Peak sets are surprisingly fragile. Change one replicate, one depth threshold or one peak-calling parameter, and thousands of regions may appear or disappear.
A useful way to reduce this fragility is to ask whether peaks are reproducible under resampling. This is the logic behind pseudoreplicates and IDR-style workflows.
The Core Idea
For each biological replicate:
- Randomly split aligned reads into two pseudoreplicates.
- Call peaks on the original replicate.
- Call peaks on each pseudoreplicate.
- Pool reads across replicates.
- Split the pooled reads into pooled pseudoreplicates.
- Keep peaks that behave reproducibly across these views.
This helps distinguish robust regulatory signal from peaks that depend too strongly on a particular sample or depth.
A Minimal Shell Skeleton
# Shuffle alignments before splitting.
samtools view -h sample.bam \
| awk 'BEGIN{srand(1)} /^@/ {print; next} {print rand() "\t" $0}' \
| sort -k1,1n \
| cut -f2- \
| samtools view -bS - > sample.shuffled.bam
# Split into two pseudoreplicates.
total=$(samtools view -c sample.shuffled.bam)
half=$((total / 2))
samtools view -h sample.shuffled.bam \
| awk -v n="$half" 'BEGIN{i=0} /^@/ {print > "pr1.sam"; print > "pr2.sam"; next} {i++; if (i <= n) print > "pr1.sam"; else print > "pr2.sam"}'
samtools view -bS pr1.sam | samtools sort -o sample.pr1.bam
samtools view -bS pr2.sam | samtools sort -o sample.pr2.bam
samtools index sample.pr1.bam
samtools index sample.pr2.bam
In production, I would make this more robust with workflow management and proper random seeds.

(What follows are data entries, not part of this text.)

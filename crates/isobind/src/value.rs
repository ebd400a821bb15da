//! Handles to JavaScript values.

use std::rc::Rc;

use deno_core::v8;

use crate::context::Context;
use crate::error::{Error, Result};
use crate::exception;
use crate::function::Function;
use crate::isolate::IsolateRef;
use crate::lifetime::{Releasable, TrackedHandle};
use crate::object::Object;
use crate::promise::Promise;

/// A handle to any JavaScript value.
///
/// Every value remembers the context it was produced in; values created
/// outside a user context belong to the isolate's internal context.
/// Cloning shares the handle. Identity is the engine's identity: compare
/// with [`Value::same_identity`], not by Rust address.
#[derive(Clone)]
pub struct Value {
    ctx: Context,
    handle: Rc<TrackedHandle<v8::Value>>,
}

macro_rules! predicates {
    ($($(#[$doc:meta])* $name:ident),* $(,)?) => {
        $(
            $(#[$doc])*
            pub fn $name(&self) -> bool {
                self.with_local(|_, value| value.$name())
            }
        )*
    };
}

impl Value {
    /// Create a value from a Rust primitive in the isolate's internal
    /// context.
    pub fn new(isolate: &IsolateRef, value: impl ToValue) -> Result<Value> {
        value.to_value(&isolate.internal_context())
    }

    pub(crate) fn from_local(
        ctx: &Context,
        scope: &mut v8::HandleScope<'_, ()>,
        local: v8::Local<v8::Value>,
    ) -> Value {
        let global = v8::Global::new(scope, local);
        Value {
            ctx: ctx.clone(),
            handle: TrackedHandle::new(&ctx.isolate().inner.lifetimes, global),
        }
    }

    pub(crate) fn null_in(ctx: &Context) -> Value {
        ctx.with_scope(|scope| {
            let null = v8::null(scope).into();
            Value::from_local(ctx, scope, null)
        })
    }

    pub(crate) fn undefined_in(ctx: &Context) -> Value {
        ctx.with_scope(|scope| {
            let undefined = v8::undefined(scope).into();
            Value::from_local(ctx, scope, undefined)
        })
    }

    pub(crate) fn local<'s>(&self, scope: &mut v8::HandleScope<'s, ()>) -> v8::Local<'s, v8::Value> {
        self.handle.local(scope)
    }

    pub(crate) fn releasable(&self) -> Rc<dyn Releasable> {
        self.handle.clone()
    }

    /// Run `f` on the native value inside this value's context. Exceptions
    /// thrown by conversions in `f` are swallowed.
    pub(crate) fn with_local<R>(
        &self,
        f: impl for<'s> FnOnce(&mut v8::HandleScope<'s>, v8::Local<'s, v8::Value>) -> R,
    ) -> R {
        self.ctx.with_scope(|scope| {
            let tc = &mut v8::TryCatch::new(scope);
            let value = self.handle.local(tc);
            f(tc, value)
        })
    }

    pub fn context(&self) -> &Context {
        &self.ctx
    }

    pub fn isolate(&self) -> &IsolateRef {
        self.ctx.isolate()
    }

    /// Free the native handle now instead of when the last clone drops.
    /// Any later use of this value (or its clones) panics.
    pub fn release(&self) {
        self.handle.release();
    }

    pub fn is_released(&self) -> bool {
        self.handle.is_released()
    }

    predicates! {
        is_undefined,
        is_null,
        is_null_or_undefined,
        is_true,
        is_false,
        is_name,
        is_string,
        is_symbol,
        is_function,
        is_array,
        is_object,
        is_big_int,
        is_boolean,
        is_number,
        is_external,
        is_int32,
        is_uint32,
        is_date,
        is_arguments_object,
        is_big_int_object,
        is_boolean_object,
        is_number_object,
        is_string_object,
        is_symbol_object,
        is_native_error,
        is_reg_exp,
        is_async_function,
        is_generator_function,
        is_generator_object,
        is_promise,
        is_map,
        is_set,
        is_map_iterator,
        is_set_iterator,
        is_weak_map,
        is_weak_set,
        is_array_buffer,
        is_array_buffer_view,
        is_typed_array,
        is_uint8_array,
        is_int32_array,
        is_float64_array,
        is_data_view,
        is_shared_array_buffer,
        is_proxy,
        /// Whether this is the namespace object of an evaluated module.
        is_module_namespace_object,
    }

    /// Engine identity (`Object.is` semantics).
    pub fn same_identity(&self, other: &Value) -> bool {
        self.with_local(|scope, value| {
            let other = other.handle.local(scope);
            value.same_value(other)
        })
    }

    /// `===`
    pub fn strict_equals(&self, other: &Value) -> bool {
        self.with_local(|scope, value| {
            let other = other.handle.local(scope);
            value.strict_equals(other)
        })
    }

    /// JavaScript truthiness.
    pub fn boolean(&self) -> bool {
        self.with_local(|scope, value| value.boolean_value(scope))
    }

    /// `Number(value)`; NaN when the conversion throws.
    pub fn number(&self) -> f64 {
        self.with_local(|scope, value| value.number_value(scope).unwrap_or(f64::NAN))
    }

    /// ToInt32; 0 when the conversion throws.
    pub fn int32(&self) -> i32 {
        self.with_local(|scope, value| value.int32_value(scope).unwrap_or(0))
    }

    pub fn uint32(&self) -> u32 {
        self.with_local(|scope, value| value.uint32_value(scope).unwrap_or(0))
    }

    pub fn integer(&self) -> i64 {
        self.with_local(|scope, value| value.integer_value(scope).unwrap_or(0))
    }

    /// The value of a BigInt, if it is one and fits in an `i64`.
    pub fn big_int(&self) -> Option<i64> {
        self.with_local(|_, value| {
            let big = v8::Local::<v8::BigInt>::try_from(value).ok()?;
            match big.i64_value() {
                (n, true) => Some(n),
                _ => None,
            }
        })
    }

    /// String conversion as done by `String(value)`.
    pub fn to_rust_string(&self) -> String {
        self.with_local(|scope, value| value.to_rust_string_lossy(scope))
    }

    /// Detail string as printed by the engine's console: never invokes
    /// user `toString` and works on symbols.
    pub fn to_detail_string(&self) -> String {
        self.with_local(|scope, value| {
            value
                .to_detail_string(scope)
                .map(|s| s.to_rust_string_lossy(scope))
                .unwrap_or_default()
        })
    }

    /// The value's `typeof`.
    pub fn type_of(&self) -> String {
        self.with_local(|scope, value| value.type_of(scope).to_rust_string_lossy(scope))
    }

    pub fn as_object(&self) -> Result<Object> {
        if !self.is_object() {
            return Err(Error::Type { expected: "an object" });
        }
        Ok(Object::from_value(self.clone()))
    }

    pub fn as_function(&self) -> Result<Function> {
        if !self.is_function() {
            return Err(Error::Type { expected: "a function" });
        }
        Ok(Function::from_value(self.clone()))
    }

    pub fn as_promise(&self) -> Result<Promise> {
        if !self.is_promise() {
            return Err(Error::Type { expected: "a promise" });
        }
        Ok(Promise::from_value(self.clone()))
    }

    /// Serialize with `JSON.stringify`.
    pub fn marshal_json(&self) -> Result<String> {
        crate::json::stringify(self)
    }
}

impl std::fmt::Display for Value {
    fn fmt(&self, f: &mut std::fmt::Formatter<'_>) -> std::fmt::Result {
        f.write_str(&self.to_rust_string())
    }
}

impl std::fmt::Debug for Value {
    fn fmt(&self, f: &mut std::fmt::Formatter<'_>) -> std::fmt::Result {
        if self.is_released() || self.isolate().is_disposed() || self.ctx.is_closed() {
            return f.write_str("Value(<released>)");
        }
        write!(f, "Value({})", self.to_detail_string())
    }
}

mod private {
    pub trait Sealed {}
}

/// Rust values that can become JavaScript values.
pub trait ToValue: private::Sealed {
    fn to_value(self, ctx: &Context) -> Result<Value>;
}

macro_rules! primitive_to_value {
    ($($ty:ty => |$scope:ident, $v:ident| $make:expr;)*) => {
        $(
            impl private::Sealed for $ty {}

            impl ToValue for $ty {
                fn to_value(self, ctx: &Context) -> Result<Value> {
                    ctx.with_scope(|$scope| {
                        let $v = self;
                        let local: v8::Local<v8::Value> = $make;
                        Ok(Value::from_local(ctx, $scope, local))
                    })
                }
            }
        )*
    };
}

primitive_to_value! {
    bool => |scope, v| v8::Boolean::new(scope, v).into();
    i32 => |scope, v| v8::Integer::new(scope, v).into();
    u32 => |scope, v| v8::Integer::new_from_unsigned(scope, v).into();
    f64 => |scope, v| v8::Number::new(scope, v).into();
    i64 => |scope, v| v8::BigInt::new_from_i64(scope, v).into();
    u64 => |scope, v| v8::BigInt::new_from_u64(scope, v).into();
}

impl private::Sealed for &str {}

impl ToValue for &str {
    fn to_value(self, ctx: &Context) -> Result<Value> {
        ctx.with_scope(|scope| {
            let string = exception::new_string(scope, self)?;
            Ok(Value::from_local(ctx, scope, string.into()))
        })
    }
}

impl private::Sealed for String {}

impl ToValue for String {
    fn to_value(self, ctx: &Context) -> Result<Value> {
        self.as_str().to_value(ctx)
    }
}

impl private::Sealed for &String {}

impl ToValue for &String {
    fn to_value(self, ctx: &Context) -> Result<Value> {
        self.as_str().to_value(ctx)
    }
}

impl private::Sealed for Value {}

impl ToValue for Value {
    fn to_value(self, _ctx: &Context) -> Result<Value> {
        Ok(self)
    }
}

impl private::Sealed for &Value {}

impl ToValue for &Value {
    fn to_value(self, _ctx: &Context) -> Result<Value> {
        Ok(self.clone())
    }
}

impl private::Sealed for Object {}

impl ToValue for Object {
    fn to_value(self, _ctx: &Context) -> Result<Value> {
        Ok(self.into_value())
    }
}

impl private::Sealed for &Object {}

impl ToValue for &Object {
    fn to_value(self, _ctx: &Context) -> Result<Value> {
        Ok(self.value().clone())
    }
}

impl private::Sealed for Function {}

impl ToValue for Function {
    fn to_value(self, _ctx: &Context) -> Result<Value> {
        Ok(self.into_value())
    }
}

impl private::Sealed for &Function {}

impl ToValue for &Function {
    fn to_value(self, _ctx: &Context) -> Result<Value> {
        Ok(self.value().clone())
    }
}

#[cfg(test)]
mod tests {
    use super::*;
    use crate::{Context, Isolate};

    #[test]
    fn test_primitives() {
        let iso = Isolate::new();

        let s = Value::new(&iso, "hello").unwrap();
        assert!(s.is_string());
        assert_eq!(s.to_string(), "hello");
        assert_eq!(s.type_of(), "string");

        let n = Value::new(&iso, 1.5f64).unwrap();
        assert!(n.is_number());
        assert!(!n.is_int32());
        assert_eq!(n.number(), 1.5);

        let i = Value::new(&iso, -7i32).unwrap();
        assert!(i.is_int32());
        assert_eq!(i.int32(), -7);
        assert_eq!(i.integer(), -7);

        let u = Value::new(&iso, u32::MAX).unwrap();
        assert!(u.is_uint32());
        assert_eq!(u.uint32(), u32::MAX);

        let b = Value::new(&iso, true).unwrap();
        assert!(b.is_boolean() && b.is_true());

        let big = Value::new(&iso, i64::MIN).unwrap();
        assert!(big.is_big_int());
        assert_eq!(big.big_int(), Some(i64::MIN));
        assert_eq!(Value::new(&iso, u64::MAX).unwrap().big_int(), None);
    }

    #[test]
    fn test_multibyte_strings_round_trip() {
        let iso = Isolate::new();
        let ctx = Context::new(&iso);
        let text = "héllo wörld 🌍 你好";
        let v = Value::new(&iso, text).unwrap();
        assert_eq!(v.to_string(), text);

        let len = ctx.run_script("'🌍'.length", "").unwrap();
        assert_eq!(len.int32(), 2);
    }

    #[test]
    fn test_identity() {
        let iso = Isolate::new();
        let ctx = Context::new(&iso);
        let obj = ctx.run_script("globalThis.o = {}; o", "").unwrap();
        let same = ctx.run_script("o", "").unwrap();
        let other = ctx.run_script("({})", "").unwrap();

        assert!(obj.same_identity(&same));
        assert!(obj.strict_equals(&same));
        assert!(!obj.same_identity(&other));

        let nan = ctx.run_script("NaN", "").unwrap();
        assert!(nan.same_identity(&nan.clone()));
        assert!(!nan.strict_equals(&nan));
    }

    #[test]
    fn test_conversions() {
        let iso = Isolate::new();
        let ctx = Context::new(&iso);

        let v = ctx.run_script("'42'", "").unwrap();
        assert_eq!(v.int32(), 42);
        assert!(v.boolean());
        assert!(v.as_object().is_err());
        assert!(matches!(v.as_function(), Err(Error::Type { .. })));

        let sym = ctx.run_script("Symbol('tag')", "").unwrap();
        assert!(sym.is_symbol());
        assert_eq!(sym.to_detail_string(), "Symbol(tag)");

        let f = ctx.run_script("(function named() {})", "").unwrap();
        assert!(f.is_function() && f.is_object());
        assert!(f.as_function().is_ok());
    }

    #[test]
    #[should_panic(expected = "handle has been released")]
    fn test_released_value_panics() {
        let iso = Isolate::new();
        let v = Value::new(&iso, "gone").unwrap();
        let copy = v.clone();
        v.release();
        assert!(copy.is_released());
        copy.to_string();
    }
}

The point is the principle: stress-test peak discovery by resampling reads.
What To Compare
For narrow peaks, compare ranked peak lists with IDR or an equivalent reproducibility metric. For broad marks, exact boundaries are less meaningful, so compare overlap, rank stability and signal consistency across merged regions.
Useful questions:
- Are top-ranked peaks stable?
- Are replicate-specific peaks biologically plausible or mostly noise?
- Does pooling create many new peaks that no single replicate supports?
- Do pseudoreplicates preserve the same global signal distribution?
Practical Advice
Do not treat IDR as a magic binary filter. Use it as a diagnostic layer. If a peak fails reproducibility but overlaps a known biologically important locus, inspect the raw signal before discarding it. Conversely, if a peak passes but sits in a problematic region, blacklist and genome-browser inspection still matter.